Task item:
Extract every entry word for word.

===== Given information

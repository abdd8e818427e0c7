//! Layered configuration: defaults, TOML file and CLI overrides.

use std::io::Write;

use ringfinder::rules::RuleKind;
use ringfinder::{
    ClusteringStrategy, ConfigOverrides, DefaultsOverrides, EngineConfig, RuleEngine, RulePreset,
};
use tempfile::NamedTempFile;

fn config_file(contents: &str) -> NamedTempFile {
    let mut file = NamedTempFile::new().unwrap();
    file.write_all(contents.as_bytes()).unwrap();
    file
}

#[test]
fn file_values_override_defaults() {
    let file = config_file(
        r#"
[defaults]
threshold = 4
similarity_threshold = 90
strategy = "connected-components"

[columns]
recipient_name = "item_name"
"#,
    );
    let config = EngineConfig::from_env(Some(file.path())).unwrap();
    assert_eq!(config.defaults.threshold, 4);
    assert_eq!(config.defaults.similarity_threshold, 90);
    assert_eq!(config.defaults.strategy, ClusteringStrategy::ConnectedComponents);
    // untouched keys keep their defaults
    assert_eq!(config.defaults.voucher_threshold, 5);
    assert_eq!(config.columns.recipient_name, "item_name");
    assert_eq!(config.columns.buyer_id, "buyer_id");

    let rule = RulePreset::SimilarNameAddress.build(&config);
    assert_eq!(rule.threshold, 4);
    match rule.kind {
        RuleKind::FuzzyCluster(spec) => {
            assert_eq!(spec.name_column.as_deref(), Some("item_name"));
            assert_eq!(spec.strategy, ClusteringStrategy::ConnectedComponents);
        }
        other => panic!("unexpected kind {}", other.label()),
    }
}

#[test]
fn cli_overrides_beat_the_file() {
    let file = config_file("[defaults]\nthreshold = 4\nsimilarity_threshold = 90\n");
    let overrides = ConfigOverrides::with_defaults(DefaultsOverrides {
        threshold: Some(6),
        ..DefaultsOverrides::default()
    });
    let config = EngineConfig::load(Some(file.path()), overrides).unwrap();
    assert_eq!(config.defaults.threshold, 6);
    assert_eq!(config.defaults.similarity_threshold, 90);
}

#[test]
fn custom_rules_load_from_toml() {
    let file = config_file(
        r#"
[[rules]]
name = "same-ip-same-promo"
kind = "exact-key"
threshold = 2
keys = [{ column = "ip_checkout" }, { column = "pv_promotion_id" }]
"#,
    );
    let config = EngineConfig::from_env(Some(file.path())).unwrap();
    let engine = RuleEngine::new(config);
    let rule = engine.rule("same-ip-same-promo").unwrap();
    assert_eq!(rule.threshold, 2);
    assert_eq!(rule.output_header, "ID");
    assert_eq!(engine.rules().len(), RulePreset::ALL.len() + 1);
}

#[test]
fn invalid_files_are_rejected() {
    let file = config_file("[defaults]\nsimilarity_threshold = 150\n");
    assert!(EngineConfig::from_env(Some(file.path())).is_err());

    let file = config_file(
        r#"
[[rules]]
name = "twice"
kind = "exact-key"
keys = [{ column = "a" }]

[[rules]]
name = "twice"
kind = "exact-key"
keys = [{ column = "b" }]
"#,
    );
    let err = EngineConfig::from_env(Some(file.path())).unwrap_err();
    assert!(err.to_string().contains("twice"));

    let file = config_file("[[rules]]\nname = \"no-keys\"\nkind = \"exact-key\"\nkeys = []\n");
    assert!(EngineConfig::from_env(Some(file.path())).is_err());

    let file = config_file(
        "[[rules]]\nname = \"../outside\"\nkind = \"exact-key\"\nkeys = [{ column = \"a\" }]\n",
    );
    let err = EngineConfig::from_env(Some(file.path())).unwrap_err();
    assert!(err.to_string().contains("../outside"));

    let file = config_file("[defaults]\nthreshold = \"many\"\n");
    assert!(EngineConfig::from_env(Some(file.path())).is_err());
}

==========

Your response:
repository abdd8e818427e0c7
//! Layered configuration: defaults, TOML file and CLI overrides.

use std::io::Write;

use ringfinder::rules::RuleKind;
use ringfinder::{
    ClusteringStrategy, ConfigOverrides, DefaultsOverrides, EngineConfig, RuleEngine, RulePreset,
};
use tempfile::NamedTempFile;

fn config_file(contents: &str) -> NamedTempFile {
    let mut file = NamedTempFile::new().unwrap();
    file.write_all(contents.as_bytes()).unwrap();
    file
}

#[test]
fn file_values_override_defaults() {
    let file = config_file(
        r#"
[defaults]
threshold = 4
similarity_threshold = 90
strategy = "connected-components"

[columns]
recipient_name = "item_name"
"#,
    );
    let config = EngineConfig::from_env(Some(file.path())).unwrap();
    assert_eq!(config.defaults.threshold, 4);
    assert_eq!(config.defaults.similarity_threshold, 90);
    assert_eq!(config.defaults.strategy, ClusteringStrategy::ConnectedComponents);
    // untouched keys keep their defaults
    assert_eq!(config.defaults.voucher_threshold, 5);
    assert_eq!(config.columns.recipient_name, "item_name");
    assert_eq!(config.columns.buyer_id, "buyer_id");

    let rule = RulePreset::SimilarNameAddress.build(&config);
    assert_eq!(rule.threshold, 4);
    match rule.kind {
        RuleKind::FuzzyCluster(spec) => {
            assert_eq!(spec.name_column.as_deref(), Some("item_name"));
            assert_eq!(spec.strategy, ClusteringStrategy::ConnectedComponents);
        }
        other => panic!("unexpected kind {}", other.label()),
    }
}

#[test]
fn cli_overrides_beat_the_file() {
    let file = config_file("[defaults]\nthreshold = 4\nsimilarity_threshold = 90\n");
    let overrides = ConfigOverrides::with_defaults(DefaultsOverrides {
        threshold: Some(6),
        ..DefaultsOverrides::default()
    });
    let config = EngineConfig::load(Some(file.path()), overrides).unwrap();
    assert_eq!(config.defaults.threshold, 6);
    assert_eq!(config.defaults.similarity_threshold, 90);
}

#[test]
fn custom_rules_load_from_toml() {
    let file = config_file(
        r#"
[[rules]]
name = "same-ip-same-promo"
kind = "exact-key"
threshold = 2
keys = [{ column = "ip_checkout" }, { column = "pv_promotion_id" }]
"#,
    );
    let config = EngineConfig::from_env(Some(file.path())).unwrap();
    let engine = RuleEngine::new(config);
    let rule = engine.rule("same-ip-same-promo").unwrap();
    assert_eq!(rule.threshold, 2);
    assert_eq!(rule.output_header, "ID");
    assert_eq!(engine.rules().len(), RulePreset::ALL.len() + 1);
}

#[test]
fn invalid_files_are_rejected() {
    let file = config_file("[defaults]\nsimilarity_threshold = 150\n");
    assert!(EngineConfig::from_env(Some(file.path())).is_err());

    let file = config_file(
        r#"
[[rules]]
name = "twice"
kind = "exact-key"
keys = [{ column = "a" }]

[[rules]]
name = "twice"
kind = "exact-key"
keys = [{ column = "b" }]
"#,
    );
    let err = EngineConfig::from_env(Some(file.path())).unwrap_err();
    assert!(err.to_string().contains("twice"));

    let file = config_file("[[rules]]\nname = \"no-keys\"\nkind = \"exact-key\"\nkeys = []\n");
    assert!(EngineConfig::from_env(Some(file.path())).is_err());

    let file = config_file(
        "[[rules]]\nname = \"../outside\"\nkind = \"exact-key\"\nkeys = [{ column = \"a\" }]\n",
    );
    let err = EngineConfig::from_env(Some(file.path())).unwrap_err();
    assert!(err.to_string().contains("../outside"));

    let file = config_file("[defaults]\nthreshold = \"many\"\n");
    assert!(EngineConfig::from_env(Some(file.path())).is_err());
}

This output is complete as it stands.